Tuesday night saw the largest solar storm of this solar cycle. Two solar flares erupted from the sun on Sunday and created the Aurora that stretched across the Northern Hemisphere all the way up to Pennsylvania. The Coronal Mass Ejection (CME) struck the Earth’s magnetosphere much earlier than expected causing a rare and intense geomagnetic storm.
Auroras are caused by clashes of gaseous particles in Earth’s atmosphere.
This clash then forces electrons in the atoms to move to a higher-energy state.
As their energy levels drop, they release protons, or light.
“Although the sun is currently declining in activity from maximum that was predicted to have peaked in 2013, it goes to show that Solar Cycle 24 hasn’t finished with us quite yet.” News Discovery explains.

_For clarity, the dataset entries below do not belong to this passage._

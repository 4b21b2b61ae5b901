use clap::{Args, Parser, Subcommand};
use std::path::PathBuf;

#[derive(Parser)]
#[command(name = "vidscribe")]
#[command(version)]
#[command(about = "Convert a video to compressed audio and submit it for transcription")]
pub struct Cli {
    /// Print debug information about each pipeline step
    #[arg(short, long, global = true)]
    pub verbose: bool,

    #[command(subcommand)]
    pub command: Commands,
}

#[derive(Subcommand)]
pub enum Commands {
    /// Convert a video to audio, upload it and request its transcription
    Submit(SubmitArgs),

    /// Show or change stored settings
    Config(ConfigArgs),
}

#[derive(Args)]
pub struct SubmitArgs {
    /// MP4 video to submit
    pub video: PathBuf,

    /// Keywords mentioned in the video, comma separated
    #[arg(short, long)]
    pub prompt: Option<String>,

    /// Ask for the transcription prompt before submitting
    #[arg(short, long, conflicts_with = "prompt")]
    pub interactive: bool,

    /// Override the API URL for this run
    #[arg(long)]
    pub api_url: Option<String>,
}

#[derive(Args)]
pub struct ConfigArgs {
    /// Base URL of the video API
    #[arg(long)]
    pub api_url: Option<String>,

    /// Path to the ffmpeg program
    #[arg(long)]
    pub ffmpeg_path: Option<String>,

    /// Request timeout in seconds
    #[arg(long)]
    pub timeout: Option<u64>,

    /// Print the current settings
    #[arg(long)]
    pub show: bool,
}

#[cfg(test)]
mod tests {
    use super::*;
    use clap::CommandFactory;

    #[test]
    fn test_cli_definition() {
        Cli::command().debug_assert();
    }

    #[test]
    fn test_parse_submit() {
        let cli = Cli::parse_from(["vidscribe", "-v", "submit", "talk.mp4", "--prompt", "rust"]);
        assert!(cli.verbose);
        match cli.command {
            Commands::Submit(args) => {
                assert_eq!(args.video, PathBuf::from("talk.mp4"));
                assert_eq!(args.prompt.as_deref(), Some("rust"));
                assert!(!args.interactive);
            }
            _ => panic!("expected submit"),
        }
    }

    #[test]
    fn test_prompt_conflicts_with_interactive() {
        let result =
            Cli::try_parse_from(["vidscribe", "submit", "a.mp4", "-i", "--prompt", "x"]);
        assert!(result.is_err());
    }
}
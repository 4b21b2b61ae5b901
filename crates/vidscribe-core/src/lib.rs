pub mod api;
pub mod cancel;
pub mod error;
pub mod http;
pub mod media;
pub mod pipeline;
pub mod settings;
pub mod transcoder;
pub mod verbose;

pub use api::{HttpVideoApi, VideoApi};
pub use cancel::{CancellationHandle, CancellationToken};
pub use error::PipelineError;
pub use media::{AudioArtifact, RemoteVideoId, SelectedMedia};
pub use pipeline::{PipelineState, SubmissionPipeline};
pub use settings::Settings;
pub use transcoder::{EngineResources, MediaEngine, Transcoder, TranscoderCell};
pub use verbose::set_verbose;
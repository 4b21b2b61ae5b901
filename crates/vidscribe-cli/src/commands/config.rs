//! `vidscribe config`: show or change stored settings.

use anyhow::Result;
use vidscribe_core::Settings;
use vidscribe_core::settings::normalize_api_url;

use crate::args::ConfigArgs;

pub fn run(args: ConfigArgs) -> Result<()> {
    let mut settings = Settings::load_stored();
    let changed = apply(&mut settings, &args)?;

    if changed {
        settings.save()?;
        println!("Settings saved to {}", Settings::path().display());
    }

    if args.show || !changed {
        println!("api_url      = {}", settings.api_url);
        println!("ffmpeg_path  = {}", settings.ffmpeg_path);
        println!("timeout_secs = {}", settings.timeout_secs);
    }

    Ok(())
}

/// Apply requested changes, returning whether anything changed.
fn apply(settings: &mut Settings, args: &ConfigArgs) -> Result<bool> {
    let mut changed = false;

    if let Some(url) = &args.api_url {
        settings.api_url = normalize_api_url(url)?;
        changed = true;
    }

    if let Some(path) = &args.ffmpeg_path {
        let path = path.trim();
        if path.is_empty() {
            anyhow::bail!("ffmpeg path cannot be empty");
        }
        settings.ffmpeg_path = path.to_string();
        changed = true;
    }

    if let Some(timeout) = args.timeout {
        if timeout == 0 {
            anyhow::bail!("Timeout must be at least 1 second");
        }
        settings.timeout_secs = timeout;
        changed = true;
    }

    Ok(changed)
}

#[cfg(test)]
mod tests {
    use super::*;

    fn args() -> ConfigArgs {
        ConfigArgs {
            api_url: None,
            ffmpeg_path: None,
            timeout: None,
            show: false,
        }
    }

    #[test]
    fn test_apply_normalizes_url() {
        let mut settings = Settings::default();
        let changed = apply(
            &mut settings,
            &ConfigArgs {
                api_url: Some("https://api.example.com/".to_string()),
                timeout: Some(60),
                ..args()
            },
        )
        .unwrap();

        assert!(changed);
        assert_eq!(settings.api_url, "https://api.example.com");
        assert_eq!(settings.timeout_secs, 60);
    }

    #[test]
    fn test_apply_rejects_bad_values() {
        let mut settings = Settings::default();
        assert!(
            apply(
                &mut settings,
                &ConfigArgs {
                    api_url: Some("ftp://example.com".to_string()),
                    ..args()
                }
            )
            .is_err()
        );
        assert!(
            apply(
                &mut settings,
                &ConfigArgs {
                    timeout: Some(0),
                    ..args()
                }
            )
            .is_err()
        );
        assert_eq!(settings, Settings::default());
    }

    #[test]
    fn test_nothing_requested() {
        let mut settings = Settings::default();
        assert!(!apply(&mut settings, &args()).unwrap());
    }
}
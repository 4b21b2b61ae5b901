//! The submission form: one selected video, a prompt read at submit time.

use anyhow::Result;
use std::fmt;
use std::path::{Path, PathBuf};
use std::sync::Arc;
use vidscribe_core::{CancellationToken, RemoteVideoId, SelectedMedia, SubmissionPipeline};

/// Local reference to the selected file, shown before submitting.
///
/// Rebuilt only when a different file is selected.
#[derive(Debug, Clone, PartialEq, Eq)]
pub struct Preview {
    url: String,
    size_bytes: usize,
}

impl Preview {
    fn new(path: &Path, size_bytes: usize) -> Self {
        Self {
            url: format!("file://{}", path.display()),
            size_bytes,
        }
    }

    pub fn url(&self) -> &str {
        &self.url
    }
}

impl fmt::Display for Preview {
    fn fmt(&self, f: &mut fmt::Formatter<'_>) -> fmt::Result {
        write!(
            f,
            "{} ({:.1} MB)",
            self.url,
            self.size_bytes as f64 / 1_000_000.0
        )
    }
}

struct Selection {
    path: PathBuf,
    media: SelectedMedia,
    preview: Preview,
}

pub struct FormView {
    pipeline: Arc<SubmissionPipeline>,
    selection: Option<Selection>,
}

impl FormView {
    pub fn new(pipeline: Arc<SubmissionPipeline>) -> Self {
        Self {
            pipeline,
            selection: None,
        }
    }

    /// Select a video. Re-selecting the current file keeps the loaded media
    /// and its preview.
    pub async fn select_file(&mut self, path: &Path) -> Result<()> {
        let path = std::fs::canonicalize(path).unwrap_or_else(|_| path.to_path_buf());
        if self.selection.as_ref().is_some_and(|s| s.path == path) {
            return Ok(());
        }

        let media = SelectedMedia::from_path(&path).await?;
        let preview = Preview::new(&path, media.len());
        // Replacing the selection releases the previous media and preview.
        self.selection = Some(Selection {
            path,
            media,
            preview,
        });
        Ok(())
    }

    pub fn media(&self) -> Option<&SelectedMedia> {
        self.selection.as_ref().map(|s| &s.media)
    }

    pub fn preview(&self) -> Option<&Preview> {
        self.selection.as_ref().map(|s| &s.preview)
    }

    /// Submitting is only offered while the pipeline is idle.
    pub fn submit_enabled(&self) -> bool {
        self.pipeline.can_submit()
    }

    /// Submit the selected video.
    ///
    /// `read_prompt` is only called once a submission can actually start.
    pub async fn submit<P, F>(
        &self,
        read_prompt: P,
        cancel: &CancellationToken,
        on_uploaded: F,
    ) -> Result<Option<RemoteVideoId>>
    where
        P: FnOnce() -> Result<Option<String>>,
        F: FnOnce(&RemoteVideoId),
    {
        let Some(media) = self.media() else {
            return Ok(None);
        };
        if !self.submit_enabled() {
            return Err(vidscribe_core::PipelineError::NotIdle(self.pipeline.state()).into());
        }

        let prompt = read_prompt()?;
        let id = self
            .pipeline
            .submit(Some(media), prompt.as_deref(), cancel, on_uploaded)
            .await?;
        Ok(id)
    }
}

Scientists remind us that this storm is so intense, it far overshadows any that has come before it in our sun’s current cycle.
“Approximately every 11 years, the sun waxes and wanes in magnetic activity, culminating in solar maximum, when the solar magnetic field is so stressed that flares and CMEs are commonplace,” News Discovery explains.
Scientists continue to monitor this storm. Storms like these can have a major global impact.
They can overload powergrids and cause communication outages to satellite damage.
“The auroras were insane. I have never seen anything like this,” photographer Marketa Murray told Spaceweather.com Tuesday.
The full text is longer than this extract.